A feature of Jervis Bay is the white beach-sand which is starkly different to the yellowish sand in Sydney. It looks good but anchors can be difficult to set and embarrassing moments have occurred in the past.
Whilst we will travel with all necessary supplies for the duration, it is expected that we will have access a naval facility with wharfage and a fresh water supply (but don’t rely on it). The town of Huskisson is on the western side of the Bay. There are 4 courtesy moorings adjacent to the nearby Huskisson Creek (on the southern side). The creek is high tide navigable and there are many moorings for a variety of vessels including yachts. It is the base for whale and dolphin watching boats. Huskisson is a tourist town with the usual facilities excepting that fuel is only available from a service station about 1km from town. It is not intended that the group will visit but it is an available refuge
Nothing lasts forever and when it is time to move on the destination is the little known
Crookhaven River to the North past Beecroft Head and skirting the fishing village of Currarong then entering the river at Crookhaven Heads and anchoring at the village of Greenwell Point about a mile up the river. If we start early and stay in close to the Jervis Bay cliffs we will be rewarded by the red hues on the cliffs from the low sun. This is a truly memorable sight and is a highlight of the trip.
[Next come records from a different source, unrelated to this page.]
//! Groq provider implementation
//!
//! This module provides a client for Groq's OpenAI-compatible chat
//! completions API in streaming mode.

pub mod client;
pub mod mapper;
pub mod sse;
pub mod types;

// Re-export commonly used types
pub use client::{GroqClient, GroqModel, DEFAULT_BASE_URL};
The Crookhaven River entrance is overlooked by the Shoalhaven VMR station and they have given entrance advice in the past. Whilst every river entry must be treated with respect this is one is not considered to be unduly challenging.
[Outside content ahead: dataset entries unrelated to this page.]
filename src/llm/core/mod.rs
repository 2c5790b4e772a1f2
//! Core abstractions for the LLM layer

pub mod config;
pub mod error;
pub mod provider;
pub mod types;
// GET / POST /api/resume/download handlers

use bytes::Bytes;
use chrono::Utc;
use std::convert::Infallible;
use std::io::ErrorKind;
use tracing::{error, info, warn};
use warp::http::StatusCode;
use warp::reply::{Reply, Response};

use super::error_reply;
use crate::models::{DownloadAction, DownloadStatsResponse};
use crate::state::AppState;

pub const CACHE_CONTROL: &str = "public, max-age=3600, stale-while-revalidate=86400";

/// Serve the resume as an attachment and count the download
pub async fn resume_download_handler(state: AppState) -> Result<Response, Infallible> {
    let asset = &state.resume;

    let contents = match tokio::fs::read(&asset.path).await {
        Ok(contents) => contents,
        Err(e) if e.kind() == ErrorKind::NotFound => {
            warn!(path = %asset.path.display(), "Resume file is missing");
            return Ok(error_reply(StatusCode::NOT_FOUND, "Resume not found"));
        }
        Err(e) => {
            error!(path = %asset.path.display(), error = %e, "Failed to read resume");
            return Ok(error_reply(
                StatusCode::INTERNAL_SERVER_ERROR,
                "Failed to download resume",
            ));
        }
    };

    let stats = state.downloads.record(Utc::now());
    info!(total = stats.total, bytes = contents.len(), "Resume downloaded");

    let disposition = format!("attachment; filename=\"{}\"", asset.download_name);
    let reply = warp::reply::with_header(contents, "content-type", asset.content_type.as_str());
    let reply = warp::reply::with_header(reply, "content-disposition", disposition);
    let reply = warp::reply::with_header(reply, "cache-control", CACHE_CONTROL);
    let reply = warp::reply::with_header(reply, "x-content-type-options", "nosniff");

    Ok(reply.into_response())
}

/// `{"action":"stats"}` returns download statistics
pub async fn resume_stats_handler(body: Bytes, state: AppState) -> Result<Response, Infallible> {
    let action = serde_json::from_slice::<DownloadAction>(&body)
        .ok()
        .and_then(|a| a.action);

    if action.as_deref() != Some("stats") {
        return Ok(error_reply(StatusCode::BAD_REQUEST, "Invalid action"));
    }

    let stats = state.downloads.stats();
    Ok(warp::reply::json(&DownloadStatsResponse {
        total_downloads: stats.total,
        last_download: stats.last_download,
    })
    .into_response())
}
The holding at Greenwell Point is considered to be very good and the village has all the facilities yachties need—mini market, fish and chips shops, hotel, paper shop and service station. There is a bus service to Nowra. The official cruise dinner will be held here at an eatery that certainly used to be good—let’s hope it still is. “Official Dinner” though it may be dress will be normal summer rig—polos, sailing shoes etc.
The mighty Shoalhaven River to the north discharges to the sea through a series of shallow channels whilst the Crookhaven has a superb entry. Alexander Berry after whom Berrys Bay in Sydney and the town of Berry are named decided to fix the problem. He had a gang of convicts dig a channel form one river to the other. The river scoured it out and lo and behold—Berry’s Channel was created. It is now the normal entry to the Shoalhaven River. My thanks go to David Baker for providing this historical perspective. We may take a trip to Nowra by dinghy or motor boat—power lines prevent sailing yacht entry.
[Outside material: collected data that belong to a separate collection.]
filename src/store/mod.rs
//! Keyed counters held by the service
//!
//! Handlers only see the [`CounterStore`] trait, so a shared backing store can
//! replace the in-memory map without touching call sites.

pub mod downloads;
pub mod memory;

use std::collections::BTreeMap;

pub use downloads::{DownloadStats, DownloadTracker};
pub use memory::InMemoryCounterStore;

pub trait CounterStore: Send + Sync {
    /// Current count for `key`; unseen keys count zero
    fn get(&self, key: &str) -> u64;

    /// Add one to `key` and return the new count
    fn increment(&self, key: &str) -> u64;

    /// Drop `key` back to zero
    fn reset(&self, key: &str);

    /// Every tracked key with its count, ordered by key
    fn snapshot(&self) -> BTreeMap<String, u64>;
}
Finally, we head off to Jibbon. An early start with a trip shortened considerably. An overnight at this now familiar beach and then north—Sydney Harbour to overnight at Quarantine Cove, Spring Cove or Store Beach and then to the mighty Barrenjoey!
To come along you will need a green (safety) card, all fuel, water, food and drink, a sense of humour and you will have to complete a simple entry form (available from reception).
Skeds will be conducted enroute for both safety and social purposes.